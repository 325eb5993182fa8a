//! VM snapshot management.

use crate::core::device::{Device, render_template};
use crate::core::error::RunnerError;
use std::sync::Arc;
use std::time::Duration;

pub trait SnapshotManager: Send + Sync {
    fn take_snapshot(&self, name: &str) -> Result<(), RunnerError>;
    fn revert_to_latest(&self, name: &str) -> Result<(), RunnerError>;
}

/// Runs configured hypervisor commands through the device shell.
pub struct ScriptedSnapshots {
    device: Arc<dyn Device>,
    take_command: Option<String>,
    revert_command: Option<String>,
    timeout: Duration,
}

impl ScriptedSnapshots {
    pub fn new(
        device: Arc<dyn Device>,
        take_command: Option<String>,
        revert_command: Option<String>,
        timeout: Duration,
    ) -> Self {
        Self {
            device,
            take_command,
            revert_command,
            timeout,
        }
    }

    fn run(&self, template: Option<&str>, what: &str, name: &str) -> Result<(), RunnerError> {
        let template = template.ok_or_else(|| {
            RunnerError::server(format!("no {what} command configured"))
        })?;
        let command = render_template(template, &[("name", name)]);
        let out = self.device.run_shell_command(&command, self.timeout)?;
        if out.success() {
            Ok(())
        } else {
            Err(RunnerError::server(format!(
                "{what} '{name}' failed: {}",
                out.stderr.trim()
            )))
        }
    }
}

impl SnapshotManager for ScriptedSnapshots {
    fn take_snapshot(&self, name: &str) -> Result<(), RunnerError> {
        self.run(self.take_command.as_deref(), "snapshot", name)
    }

    fn revert_to_latest(&self, name: &str) -> Result<(), RunnerError> {
        self.run(self.revert_command.as_deref(), "revert", name)
    }
}
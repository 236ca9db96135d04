//! CRUD operations for property records.

use crate::api::{form_from, ApiClient, PhotoUpload, Result};
use crate::models::{NewProperty, Property, PropertyQuery};

#[derive(Clone)]
pub struct PropertiesService {
    client: ApiClient,
}

impl PropertiesService {
    pub fn new(client: ApiClient) -> Self {
        Self { client }
    }

    pub async fn list(&self) -> Result<Vec<Property>> {
        self.client.get("/properties").await
    }

    pub async fn get(&self, id: i64) -> Result<Property> {
        self.client.get(&format!("/properties/{id}")).await
    }

    pub async fn search(&self, query: &PropertyQuery) -> Result<Vec<Property>> {
        self.client.get_query("/properties/search", query).await
    }

    pub async fn create(
        &self,
        property: &NewProperty,
        photo: Option<PhotoUpload>,
    ) -> Result<Property> {
        let form = form_from(property, photo)?;
        self.client.post_multipart("/properties", form).await
    }

    pub async fn update(
        &self,
        id: i64,
        property: &NewProperty,
        photo: Option<PhotoUpload>,
    ) -> Result<Property> {
        let form = form_from(property, photo)?;
        self.client
            .put_multipart(&format!("/properties/{id}"), form)
            .await
    }

    pub async fn delete(&self, id: i64) -> Result<()> {
        self.client.delete(&format!("/properties/{id}")).await
    }
}
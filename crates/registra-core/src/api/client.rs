//! Shared HTTP client for the Registros Policiales REST API.
//!
//! Every request in the system goes through [`ApiClient`]: it owns the base
//! URL, the request timeout, and the active bearer token, and funnels every
//! response through a single status-to-error normalization point.

use std::sync::{Arc, RwLock};
use std::time::Duration;

use reqwest::multipart::Form;
use reqwest::{header, Client, RequestBuilder};
use serde::de::DeserializeOwned;
use serde::Serialize;
use tracing::debug;

use super::{ApiError, Result};

/// HTTP request timeout in seconds.
/// 15s matches the original client configuration: long enough for slow
/// mobile links, short enough to fail while the user is still watching.
const REQUEST_TIMEOUT_SECS: u64 = 15;

/// API client for the record-keeping backend.
/// Clone is cheap - reqwest::Client uses Arc internally for connection
/// pooling, and the token cell is shared so every clone sees the same
/// session.
#[derive(Debug, Clone)]
pub struct ApiClient {
    http: Client,
    base_url: String,
    token: Arc<RwLock<Option<String>>>,
}

impl ApiClient {
    /// Create a new API client for the given base URL.
    pub fn new(base_url: &str) -> Result<Self> {
        Self::with_timeout(base_url, Duration::from_secs(REQUEST_TIMEOUT_SECS))
    }

    /// Create a client with a non-default timeout. Used by tests that
    /// exercise timeout mapping without waiting 15 seconds.
    pub fn with_timeout(base_url: &str, timeout: Duration) -> Result<Self> {
        let mut headers = header::HeaderMap::new();
        headers.insert(
            header::CONTENT_TYPE,
            header::HeaderValue::from_static("application/json"),
        );

        let http = Client::builder()
            .timeout(timeout)
            .default_headers(headers)
            .build()?;

        Ok(Self {
            http,
            base_url: base_url.trim_end_matches('/').to_string(),
            token: Arc::new(RwLock::new(None)),
        })
    }

    /// Set the bearer token attached to all subsequent requests.
    pub fn set_token(&self, token: &str) {
        let mut guard = self.token.write().unwrap();
        *guard = Some(token.to_string());
    }

    /// Drop the active token; subsequent requests go out unauthenticated.
    pub fn clear_token(&self) {
        let mut guard = self.token.write().unwrap();
        *guard = None;
    }

    /// The currently active token, if any.
    pub fn token(&self) -> Option<String> {
        self.token.read().unwrap().clone()
    }

    pub fn base_url(&self) -> &str {
        &self.base_url
    }

    fn url(&self, path: &str) -> String {
        format!("{}{}", self.base_url, path)
    }

    /// Attach the bearer token, if one is set. Applies to JSON and
    /// multipart requests alike.
    fn authorize(&self, request: RequestBuilder) -> RequestBuilder {
        match self.token() {
            Some(token) => request.bearer_auth(token),
            None => request,
        }
    }

    /// Check if response is successful, returning the mapped error with
    /// the body text if not.
    async fn check_response(response: reqwest::Response) -> Result<reqwest::Response> {
        if response.status().is_success() {
            Ok(response)
        } else {
            let status = response.status();
            let body = response.text().await.unwrap_or_default();
            Err(ApiError::from_status(status, &body))
        }
    }

    async fn execute<T: DeserializeOwned>(&self, request: RequestBuilder) -> Result<T> {
        let response = self.authorize(request).send().await?;
        let response = Self::check_response(response).await?;
        Ok(response.json().await?)
    }

    pub async fn get<T: DeserializeOwned>(&self, path: &str) -> Result<T> {
        debug!(path, "GET");
        self.execute(self.http.get(self.url(path))).await
    }

    pub async fn get_query<T: DeserializeOwned, Q: Serialize + ?Sized>(
        &self,
        path: &str,
        query: &Q,
    ) -> Result<T> {
        debug!(path, "GET with query");
        self.execute(self.http.get(self.url(path)).query(query)).await
    }

    pub async fn post<T: DeserializeOwned, B: Serialize + ?Sized>(
        &self,
        path: &str,
        body: &B,
    ) -> Result<T> {
        debug!(path, "POST");
        self.execute(self.http.post(self.url(path)).json(body)).await
    }

    pub async fn put<T: DeserializeOwned, B: Serialize + ?Sized>(
        &self,
        path: &str,
        body: &B,
    ) -> Result<T> {
        debug!(path, "PUT");
        self.execute(self.http.put(self.url(path)).json(body)).await
    }

    /// DELETE with no expected body; 2xx is success regardless of payload.
    pub async fn delete(&self, path: &str) -> Result<()> {
        debug!(path, "DELETE");
        let response = self.authorize(self.http.delete(self.url(path))).send().await?;
        Self::check_response(response).await?;
        Ok(())
    }

    pub async fn post_multipart<T: DeserializeOwned>(&self, path: &str, form: Form) -> Result<T> {
        debug!(path, "POST multipart");
        self.execute(self.http.post(self.url(path)).multipart(form))
            .await
    }

    pub async fn put_multipart<T: DeserializeOwned>(&self, path: &str, form: Form) -> Result<T> {
        debug!(path, "PUT multipart");
        self.execute(self.http.put(self.url(path)).multipart(form))
            .await
    }
}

[YOUR OBJECTIVE] Copy every line above that includes the string "body".

[RESPONSE AREA]
    /// the body text if not.
            let body = response.text().await.unwrap_or_default();
            Err(ApiError::from_status(status, &body))
        body: &B,
        self.execute(self.http.post(self.url(path)).json(body)).await
        body: &B,
        self.execute(self.http.put(self.url(path)).json(body)).await
    /// DELETE with no expected body; 2xx is success regardless of payload.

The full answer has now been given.